O Estado, assim, para garantir o cumprimento da lei, tem de ser dotado de instrumentos de violência. O Estado, diz Weber, é a instituição que mantém o monopólio do uso legítimo da violência sobre um determinado território. É a possibilidade de exercício legítimo da violência que dá ao Estado as condições de manutenção da ordem. A polícia é um instrumento do Estado para tal fim.
Santo Agostinho, melhor conhecedor das manhas do coração humano, viu as coisas ao contrário. Não é o desejo de paz que cria o Estado para pôr um fim à violência. A verdade é o oposto. São os bandidos que, valendo-se da violência, estabelecem o Estado para dar legitimidade aos seus próprios crimes. Ao criar o Estado, eles não estabelecem a Justiça, mas simplesmente acrescentam a impunidade aos seus próprios crimes.
Hobbes chamava o Estado de ``Deus Mortal'' porque todos os seus atos são legítimos.
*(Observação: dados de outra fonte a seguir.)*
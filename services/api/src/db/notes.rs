//! Note storage.
//!
//! Notes carry the spaced-repetition fields (`is_flashcard`, `review_count`,
//! `ease`, `interval`, `next_review`). Those columns are only written by
//! [`NoteStore::promote`] and [`NoteStore::review`]; ordinary note updates
//! never touch them.

use chrono::{DateTime, Utc};
use serde::{Deserialize, Serialize};
use sqlx::{postgres::PgPool, postgres::PgRow, Row};
use tracing::debug;
use tramdoc_id::{BookId, NoteId};
use tramdoc_srs::{FlashcardState, Quality, ReviewOutcome};

use super::{contains_pattern, DbError};

const NOTE_COLUMNS: &str = r#"
    n.note_id, n.owner_id, n.book_id, b.title AS book_title, n.content,
    n.page, n.note_type, n.is_flashcard, n.review_count, n.ease,
    n."interval", n.next_review, n.created_at, n.updated_at
"#;

/// Kind of note.
#[derive(Debug, Clone, Copy, PartialEq, Eq, Default, Serialize, Deserialize)]
#[serde(rename_all = "snake_case")]
pub enum NoteType {
    #[default]
    Note,
    Highlight,
    Quote,
    Takeaway,
}

impl NoteType {
    pub fn as_str(&self) -> &'static str {
        match self {
            Self::Note => "note",
            Self::Highlight => "highlight",
            Self::Quote => "quote",
            Self::Takeaway => "takeaway",
        }
    }

    pub fn parse(value: &str) -> Option<Self> {
        match value {
            "note" => Some(Self::Note),
            "highlight" => Some(Self::Highlight),
            "quote" => Some(Self::Quote),
            "takeaway" => Some(Self::Takeaway),
            _ => None,
        }
    }
}

/// Row from the notes table joined with its book title.
#[derive(Debug, Clone)]
pub struct NoteRow {
    pub note_id: String,
    pub owner_id: String,
    pub book_id: String,
    pub book_title: String,
    pub content: String,
    pub page: i32,
    pub note_type: NoteType,
    pub flashcard: FlashcardState,
    pub created_at: DateTime<Utc>,
    pub updated_at: DateTime<Utc>,
}

impl<'r> sqlx::FromRow<'r, PgRow> for NoteRow {
    fn from_row(row: &'r PgRow) -> Result<Self, sqlx::Error> {
        let note_type: String = row.try_get("note_type")?;
        let note_type = NoteType::parse(&note_type).ok_or_else(|| sqlx::Error::ColumnDecode {
            index: "note_type".to_string(),
            source: format!("unknown note type '{note_type}'").into(),
        })?;

        Ok(Self {
            note_id: row.try_get("note_id")?,
            owner_id: row.try_get("owner_id")?,
            book_id: row.try_get("book_id")?,
            book_title: row.try_get("book_title")?,
            content: row.try_get("content")?,
            page: row.try_get("page")?,
            note_type,
            flashcard: FlashcardState {
                is_flashcard: row.try_get("is_flashcard")?,
                review_count: row.try_get("review_count")?,
                ease: row.try_get("ease")?,
                interval: row.try_get("interval")?,
                next_review: row.try_get("next_review")?,
            },
            created_at: row.try_get("created_at")?,
            updated_at: row.try_get("updated_at")?,
        })
    }
}

/// Filters for listing notes.
#[derive(Debug, Clone, Default)]
pub struct NoteFilter {
    pub book_id: Option<BookId>,
    pub note_type: Option<NoteType>,
    pub search: Option<String>,
}

/// Input for creating a note.
#[derive(Debug, Clone)]
pub struct NewNote {
    pub owner_id: String,
    pub book_id: BookId,
    pub content: String,
    pub page: i32,
    pub note_type: NoteType,
}

/// Partial update of a note's content fields.
#[derive(Debug, Clone, Default)]
pub struct NotePatch {
    pub content: Option<String>,
    pub page: Option<i32>,
    pub note_type: Option<NoteType>,
}

/// Store for the notes table.
#[derive(Clone)]
pub struct NoteStore {
    pool: PgPool,
}

impl NoteStore {
    /// Create a new note store.
    pub fn new(pool: PgPool) -> Self {
        Self { pool }
    }

    /// List an owner's notes, newest first.
    pub async fn list(&self, owner_id: &str, filter: &NoteFilter) -> Result<Vec<NoteRow>, DbError> {
        let sql = format!(
            r#"
            SELECT {NOTE_COLUMNS}
            FROM notes n
            JOIN books b ON b.book_id = n.book_id
            WHERE n.owner_id = $1
              AND ($2::TEXT IS NULL OR n.book_id = $2)
              AND ($3::TEXT IS NULL OR n.note_type = $3)
              AND ($4::TEXT IS NULL OR n.content ILIKE $4)
            ORDER BY n.created_at DESC, n.note_id DESC
            "#
        );

        sqlx::query_as::<_, NoteRow>(&sql)
            .bind(owner_id)
            .bind(filter.book_id.map(|id| id.to_string()))
            .bind(filter.note_type.map(|t| t.as_str()))
            .bind(filter.search.as_deref().map(contains_pattern))
            .fetch_all(&self.pool)
            .await
            .map_err(DbError::Query)
    }

    /// Fetch a note if it belongs to `owner_id`.
    pub async fn get(&self, owner_id: &str, note_id: &NoteId) -> Result<Option<NoteRow>, DbError> {
        let sql = format!(
            r#"
            SELECT {NOTE_COLUMNS}
            FROM notes n
            JOIN books b ON b.book_id = n.book_id
            WHERE n.note_id = $1 AND n.owner_id = $2
            "#
        );

        sqlx::query_as::<_, NoteRow>(&sql)
            .bind(note_id.to_string())
            .bind(owner_id)
            .fetch_optional(&self.pool)
            .await
            .map_err(DbError::Query)
    }

    /// Insert a note. Returns `None` if the book is not owned by the note's owner.
    pub async fn create(&self, note: NewNote) -> Result<Option<NoteRow>, DbError> {
        let note_id = NoteId::new();

        let inserted = sqlx::query(
            r#"
            INSERT INTO notes (note_id, owner_id, book_id, content, page, note_type)
            SELECT $1, $2, b.book_id, $4, $5, $6
            FROM books b
            WHERE b.book_id = $3 AND b.owner_id = $2
            "#,
        )
        .bind(note_id.to_string())
        .bind(&note.owner_id)
        .bind(note.book_id.to_string())
        .bind(&note.content)
        .bind(note.page)
        .bind(note.note_type.as_str())
        .execute(&self.pool)
        .await
        .map_err(DbError::Query)?;

        if inserted.rows_affected() == 0 {
            return Ok(None);
        }

        self.get(&note.owner_id, &note_id).await
    }

    /// Apply a partial update. Returns `None` if the note is not owned by `owner_id`.
    pub async fn update(
        &self,
        owner_id: &str,
        note_id: &NoteId,
        patch: NotePatch,
    ) -> Result<Option<NoteRow>, DbError> {
        let updated = sqlx::query(
            r#"
            UPDATE notes SET
                content    = COALESCE($3, content),
                page       = COALESCE($4, page),
                note_type  = COALESCE($5, note_type),
                updated_at = now()
            WHERE note_id = $1 AND owner_id = $2
            "#,
        )
        .bind(note_id.to_string())
        .bind(owner_id)
        .bind(patch.content)
        .bind(patch.page)
        .bind(patch.note_type.map(|t| t.as_str()))
        .execute(&self.pool)
        .await
        .map_err(DbError::Query)?;

        if updated.rows_affected() == 0 {
            return Ok(None);
        }

        self.get(owner_id, note_id).await
    }

    /// Delete a note owned by `owner_id`.
    pub async fn delete(&self, owner_id: &str, note_id: &NoteId) -> Result<bool, DbError> {
        let result = sqlx::query("DELETE FROM notes WHERE note_id = $1 AND owner_id = $2")
            .bind(note_id.to_string())
            .bind(owner_id)
            .execute(&self.pool)
            .await
            .map_err(DbError::Query)?;

        Ok(result.rows_affected() > 0)
    }

    /// Promote a note to a flashcard, resetting its schedule.
    ///
    /// Returns the stored state, or `None` if the note is not owned by `owner_id`.
    pub async fn promote(
        &self,
        owner_id: &str,
        note_id: &NoteId,
        now: DateTime<Utc>,
    ) -> Result<Option<FlashcardState>, DbError> {
        let state = FlashcardState::promote(now);

        let updated = sqlx::query(
            r#"
            UPDATE notes SET
                is_flashcard = $3,
                review_count = $4,
                ease         = $5,
                "interval"   = $6,
                next_review  = $7,
                updated_at   = now()
            WHERE note_id = $1 AND owner_id = $2
            "#,
        )
        .bind(note_id.to_string())
        .bind(owner_id)
        .bind(state.is_flashcard)
        .bind(state.review_count)
        .bind(state.ease)
        .bind(state.interval)
        .bind(state.next_review)
        .execute(&self.pool)
        .await
        .map_err(DbError::Query)?;

        Ok((updated.rows_affected() > 0).then_some(state))
    }

    /// Flashcards due at `now`, earliest first; ties keep insertion order.
    pub async fn due(&self, owner_id: &str, now: DateTime<Utc>) -> Result<Vec<NoteRow>, DbError> {
        let sql = format!(
            r#"
            SELECT {NOTE_COLUMNS}
            FROM notes n
            JOIN books b ON b.book_id = n.book_id
            WHERE n.owner_id = $1
              AND n.is_flashcard
              AND n.next_review <= $2
            ORDER BY n.next_review ASC, n.created_at ASC, n.note_id ASC
            "#
        );

        sqlx::query_as::<_, NoteRow>(&sql)
            .bind(owner_id)
            .bind(now)
            .fetch_all(&self.pool)
            .await
            .map_err(DbError::Query)
    }

    /// Record a review and reschedule the flashcard.
    ///
    /// The row is locked for the duration of the transaction so concurrent
    /// reviews of the same card serialize; the new schedule is written with a
    /// single `UPDATE`. Any error rolls the transaction back and leaves the
    /// stored state untouched.
    pub async fn review(
        &self,
        owner_id: &str,
        note_id: &NoteId,
        quality: Quality,
        now: DateTime<Utc>,
    ) -> Result<ReviewOutcome, DbError> {
        let mut tx = self.pool.begin().await.map_err(DbError::Query)?;

        let row = sqlx::query(
            r#"
            SELECT is_flashcard, review_count, ease, "interval", next_review
            FROM notes
            WHERE note_id = $1 AND owner_id = $2 AND is_flashcard
            FOR UPDATE
            "#,
        )
        .bind(note_id.to_string())
        .bind(owner_id)
        .fetch_optional(&mut *tx)
        .await
        .map_err(DbError::Query)?
        .ok_or(DbError::FlashcardNotFound(*note_id))?;

        let mut state = FlashcardState {
            is_flashcard: row.try_get("is_flashcard").map_err(DbError::Query)?,
            review_count: row.try_get("review_count").map_err(DbError::Query)?,
            ease: row.try_get("ease").map_err(DbError::Query)?,
            interval: row.try_get("interval").map_err(DbError::Query)?,
            next_review: row.try_get("next_review").map_err(DbError::Query)?,
        };

        let outcome = state.review(quality, now)?;
        state.apply(&outcome);

        sqlx::query(
            r#"
            UPDATE notes SET
                review_count = $2,
                ease         = $3,
                "interval"   = $4,
                next_review  = $5,
                updated_at   = now()
            WHERE note_id = $1
            "#,
        )
        .bind(note_id.to_string())
        .bind(state.review_count)
        .bind(state.ease)
        .bind(state.interval)
        .bind(state.next_review)
        .execute(&mut *tx)
        .await
        .map_err(DbError::Query)?;

        tx.commit().await.map_err(DbError::Query)?;

        debug!(
            note_id = %note_id,
            quality = %quality,
            interval = outcome.interval,
            review_count = outcome.review_count,
            "Flashcard rescheduled"
        );

        Ok(outcome)
    }
}

#[cfg(test)]
mod tests {
    use super::*;

    #[test]
    fn test_note_type_labels_roundtrip() {
        for t in [
            NoteType::Note,
            NoteType::Highlight,
            NoteType::Quote,
            NoteType::Takeaway,
        ] {
            assert_eq!(NoteType::parse(t.as_str()), Some(t));
        }
        assert_eq!(NoteType::parse("bookmark"), None);
    }

    #[test]
    fn test_note_type_default() {
        assert_eq!(NoteType::default(), NoteType::Note);
    }
}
Têm de ser legítimos porque é ele, Estado, que estabelece a lei. A polícia, pelo monopólio do uso legítimo da violência, participa dos atributos da divindade. A polícia se estabelece, assim, como uma instituição com as características do sagrado: a sensação de poder, concedida pelo uso das armas; o prazer sádico de infligir sofrimento às pessoas; a arrogância de não haver nenhuma instância superior a que prestar contas; o sentimento de onipotência, concedido pela certeza da impunidade.
Esses são atributos dos deuses. Em cada policial mora um pequeno deus. Isso explica a sua psicologia. Pode ser que essa psicologia venha com o indivíduo. Mas ela só floresce dentro das instituições policiais.
Sugiro que a primeira medida para se amenizar (acabar é impossível) a violência policial seja o exorcismo dos deuses que moram nos policiais e são cultuados nas suas instituições. Polícia não é lei. Ela não é uma continuação do Estado. O lugar institucional da polícia é o mesmo lugar das ferramentas: o Estado precisa de ferramentas para coleta de lixo, ferramentas para a promoção da saúde, ferramentas para a educação dos indivíduos. Precisa também de ferramentas para conter a violência.
Onde há ratos, há de haver ratoeiras. Mas quando as ratoeiras deixam de funcionar, quando as ratoeiras se transformam em abrigos de ratos, quando as ratoeiras são usadas como gaiolas para prender passarinhos, é hora de se livrar delas. Pergunto se a polícia não poderia se transformar num serviço terceirizável...

 


Rubem Alves, 63, educador, escritor e psicanalista, é doutor em filosofia pela Universidade de Princeton (EUA) e professor emérito da Unicamp (Universidade Estadual de Campinas).